- Mark as New
- Bookmark
- Subscribe
- Mute
- Subscribe to RSS Feed
- Permalink
- Report Inappropriate Content
I have some old fortran code that is starting to reach its limits. We would like to maintain its use, but until we are able to develop a new version, we need to continue to use it. We are currently only able to use this program when it is compiled in 32-bit mode and there is one particular program that is currently giving an "insufficient virtual memory" error. I've posted a minimal snippet from the program below. In it, I use the variable normal_sq to set up a matrix at four different sizes. Lines 11-16 test compiler32 since we use those to compile the software we use. I hit the maximum matrix size at 21674 x 21674 with the 32-bit compilations. Lines 17-22 use the 64-bit compiler and hit the maximum size at 92682. I'm trying to extend the 32-bit compilation to use a larger matrix size, is there a way around this error with ifort in 32-bit mode? The system itself has plenty of memory (64 GB).

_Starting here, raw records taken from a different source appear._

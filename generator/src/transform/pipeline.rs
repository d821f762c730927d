//! Generation run: input table → one directory per monitor.
//!
//! # Example
//!
//! ```rust,ignore
//! use synthgen::{generate, GeneratorConfig};
//!
//! let report = generate(&GeneratorConfig::default())?;
//! println!("Generated {} monitors", report.generated.len());
//! ```
//!
//! The whole input is loaded before anything is written, so a missing or
//! headerless file leaves the filesystem untouched. Rows are then processed
//! strictly in order; the first write failure stops the run and keeps what
//! was already written.

use std::fs;
use std::path::{Path, PathBuf};

use crate::config::GeneratorConfig;
use crate::error::{GenerateError, GenerateResult};
use crate::logs::{log_info, log_info_indent, log_success, log_warning};
use crate::models::{MonitorDefinition, ProjectDescriptor};
use crate::parser::{read_table, Record};

use super::fields::{FieldWarning, SkipReason};
use super::monitor::MonitorRow;

/// A monitor directory written during the run
#[derive(Debug, Clone, PartialEq, Eq)]
pub struct GeneratedMonitor {
    pub id: String,
    pub dir: PathBuf,
    pub monitor_file: PathBuf,
    pub project_file: PathBuf,
}

/// A row that produced no output
#[derive(Debug, Clone, PartialEq, Eq)]
pub struct SkippedRow {
    pub line: u64,
    pub reason: SkipReason,
}

/// A warning attached to a generated row
#[derive(Debug, Clone, PartialEq, Eq)]
pub struct RowWarning {
    pub line: u64,
    pub id: String,
    pub warning: FieldWarning,
}

/// Outcome of a generation run
#[derive(Debug, Clone, Default)]
pub struct GenerationReport {
    /// Monitor directories in input order, each listed once
    pub generated: Vec<GeneratedMonitor>,
    pub skipped: Vec<SkippedRow>,
    pub warnings: Vec<RowWarning>,
    /// Identifiers seen more than once; later rows overwrite earlier files
    pub duplicates: Vec<String>,
}

impl GenerationReport {
    pub fn is_empty(&self) -> bool {
        self.generated.is_empty()
    }

    /// One-line count of generated, skipped and overwritten monitors plus warnings.
    pub fn summary(&self) -> String {
        format!(
            "Generated: {} monitors, {} rows skipped, {} duplicates, {} warnings",
            self.generated.len(),
            self.skipped.len(),
            self.duplicates.len(),
            self.warnings.len()
        )
    }
}

/// Read the configured input file and write every monitor it describes.
pub fn generate(config: &GeneratorConfig) -> GenerateResult<GenerationReport> {
    let table = read_table(&config.input_path, config.delimiter)?;
    log_info(format!(
        "Read {} rows from {} ({})",
        table.records.len(),
        config.input_path.display(),
        table.encoding
    ));

    generate_records(&table.records, config)
}

/// Write every monitor described by already-parsed records.
pub fn generate_records(records: &[Record], config: &GeneratorConfig) -> GenerateResult<GenerationReport> {
    ensure_dir(&config.output_dir, true)?;

    let mut report = GenerationReport::default();

    for record in records {
        let row = match MonitorRow::from_record(record) {
            Ok(row) => row,
            Err(reason) => {
                log_warning(format!(
                    "Skipping row {} due to {}: {}",
                    record.line,
                    reason,
                    serde_json::to_string(record).unwrap_or_default()
                ));
                report.skipped.push(SkippedRow { line: record.line, reason });
                continue;
            }
        };

        for warning in &row.warnings {
            log_warning(format!("{} (row {}, {})", warning, record.line, row.id));
            report.warnings.push(RowWarning {
                line: record.line,
                id: row.id.clone(),
                warning: warning.clone(),
            });
        }

        let monitor = write_monitor(&row, config)?;

        if report.generated.iter().any(|m| m.id == monitor.id) {
            log_warning(format!(
                "Duplicate monitor_id '{}' on row {} overwrote earlier files",
                monitor.id, record.line
            ));
            report.duplicates.push(monitor.id);
        } else {
            report.generated.push(monitor);
        }
    }

    Ok(report)
}

/// Render both documents of one row without touching the filesystem.
pub fn render_row(row: &MonitorRow, config: &GeneratorConfig) -> GenerateResult<(String, String)> {
    let monitor_json = MonitorDefinition::from_row(row).to_json()?;
    let project_yaml = ProjectDescriptor::from_row(row, config).to_yaml()?;
    Ok((monitor_json, project_yaml))
}

fn write_monitor(row: &MonitorRow, config: &GeneratorConfig) -> GenerateResult<GeneratedMonitor> {
    let dir = config.monitor_dir(&row.id);
    ensure_dir(&dir, false)?;

    let (monitor_json, project_yaml) = render_row(row, config)?;

    let monitor_file = dir.join(&config.monitor_file_name);
    write_file(&monitor_file, &monitor_json)?;

    let project_file = dir.join(&config.project_file_name);
    write_file(&project_file, &project_yaml)?;

    Ok(GeneratedMonitor {
        id: row.id.clone(),
        dir,
        monitor_file,
        project_file,
    })
}

fn ensure_dir(dir: &Path, announce: bool) -> GenerateResult<()> {
    if dir.is_dir() {
        return Ok(());
    }
    fs::create_dir_all(dir).map_err(|e| GenerateError::io(dir, e))?;
    if announce {
        log_success(format!("Created base directory: {}", dir.display()));
    }
    Ok(())
}

fn write_file(path: &Path, content: &str) -> GenerateResult<()> {
    fs::write(path, content).map_err(|e| GenerateError::io(path, e))?;
    log_info_indent(format!("Created {}", path.display()), 1);
    Ok(())
}
//! Docsite API - HTTP server for GitHub cards and link previews.
//!
//! Meant to sit behind a CDN; responses carry `s-maxage` cache headers.

use clap::Parser;
use tracing_subscriber::EnvFilter;
use tracing_subscriber::layer::SubscriberExt;
use tracing_subscriber::util::SubscriberInitExt;

use docsite_api::{AppState, Config, app};

/// Docsite API - GitHub summaries and link previews for embeds.
#[derive(Parser, Debug)]
#[command(name = "docsite-api")]
#[command(about = "Embed metadata server for GitHub cards and link previews", long_about = None)]
struct Args {
    /// Path to .env file (optional).
    #[arg(long, env = "DOTENV_PATH", default_value = ".env")]
    dotenv: String,

    /// Listen address; overrides DOCSITE_BIND_ADDR.
    #[arg(long)]
    bind: Option<String>,
}

#[tokio::main]
async fn main() -> anyhow::Result<()> {
    let args = Args::parse();

    if std::path::Path::new(&args.dotenv).exists() {
        dotenvy::from_path(&args.dotenv)?;
        eprintln!("Loaded environment from {}", args.dotenv);
    }

    tracing_subscriber::registry()
        .with(EnvFilter::try_from_default_env().unwrap_or_else(|_| "info".into()))
        .with(tracing_subscriber::fmt::layer())
        .init();

    let mut config = Config::from_env()?;
    if let Some(bind) = args.bind {
        config.bind_addr = bind;
    }
    let bind_addr = config.bind_addr.clone();

    let state = AppState::new(config)?;

    let listener = tokio::net::TcpListener::bind(&bind_addr).await?;
    tracing::info!(addr = %listener.local_addr()?, "starting embed api server");

    axum::serve(listener, app(state))
        .with_graceful_shutdown(shutdown_signal())
        .await?;

    tracing::info!("embed api server stopped");
    Ok(())
}

/// Resolves on Ctrl+C or SIGTERM. If a handler cannot be installed that
/// signal is ignored and the other one still stops the server.
async fn shutdown_signal() {
    let ctrl_c = async {
        if let Err(e) = tokio::signal::ctrl_c().await {
            tracing::error!(error = %e, "failed to install Ctrl+C handler");
            std::future::pending::<()>().await;
        }
    };

    #[cfg(unix)]
    let terminate = async {
        use tokio::signal::unix::{SignalKind, signal};

        match signal(SignalKind::terminate()) {
            Ok(mut sigterm) => {
                sigterm.recv().await;
            }
            Err(e) => {
                tracing::error!(error = %e, "failed to install SIGTERM handler");
                std::future::pending::<()>().await;
            }
        }
    };

    #[cfg(not(unix))]
    let terminate = std::future::pending::<()>();

    tokio::select! {
        _ = ctrl_c => tracing::info!("received Ctrl+C, shutting down"),
        _ = terminate => tracing::info!("received SIGTERM, shutting down"),
    }
}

$ module -s load compiler32 mkl32
$ ifort -traceback allocate_test.f90 -qmkl -o allocate_test
$ ./allocate_test
Allocating matrix of size 21673 x 21673 (always works)
Allocating matrix of size 21674 x 21674 (fails with: -m32 or compiler32 mkl32)
forrtl: severe (41): insufficient virtual memory
Image PC Routine Line Source
allocate_test 0805198E Unknown Unknown Unknown
allocate_test 08051B36 Unknown Unknown Unknown
allocate_test 0804AB60 MAIN__ 15 allocate_test.f90
allocate_test 0804A90A Unknown Unknown Unknown
program allocate_test
implicit none
!Simple test to test allocation maximum
integer:: thread_id, nthreads
! Variables
double precision, allocatable :: normal_sq(:,:)
double precision constant
write(*,*) "Allocating matrix of size 21673 x 21673 (always works)"
allocate(normal_sq(21673,21673))
deallocate(normal_sq)
write(*,*) "Allocating matrix of size 21674 x 21674 (fails with: -m32 or compiler32 mkl32)"
allocate(normal_sq(21674,21674))
deallocate(normal_sq)
write(*,*) "Allocating matrix of size 92681 x 92681 (works with: compiler mkl)"
allocate(normal_sq(92681,92681))
deallocate(normal_sq)
write(*,*) "Allocating matrix of size 92682 x 92682 (fails with: compiler mkl)"
allocate(normal_sq(92682,92682))
deallocate(normal_sq)
stop
end program
Link Copied
- Mark as New
- Bookmark
- Subscribe
- Mute
- Subscribe to RSS Feed
- Permalink
- Report Inappropriate Content
Two things to investigate:
1) Allocate your largest arrays first. And then do not deallocate them. Keep them and re-use them. If necessary, use a smaller subsection of the array for smaller use on subsequent iteratons. The arrays can have TARGET, then use a pointer to declare a smaller sub-section.
2) Windows has a 3GB feature. This might provide for a bit more virtual address space. Note, this applies to 32-bit Windows. There may be an analog to this on 64-bit Windows for 32-bit applications.
OK - so let's quickly recap what we've discussed so far. The /3GB switch is not related to the amount of physical memory installed in a system. It is useful if you have an application that can take advantage of a larger address space. For a process to access the full 3GB address space, the image file must have the IMAGE_FILE_LARGE_ADDRESS_AWARE flag set in the image header.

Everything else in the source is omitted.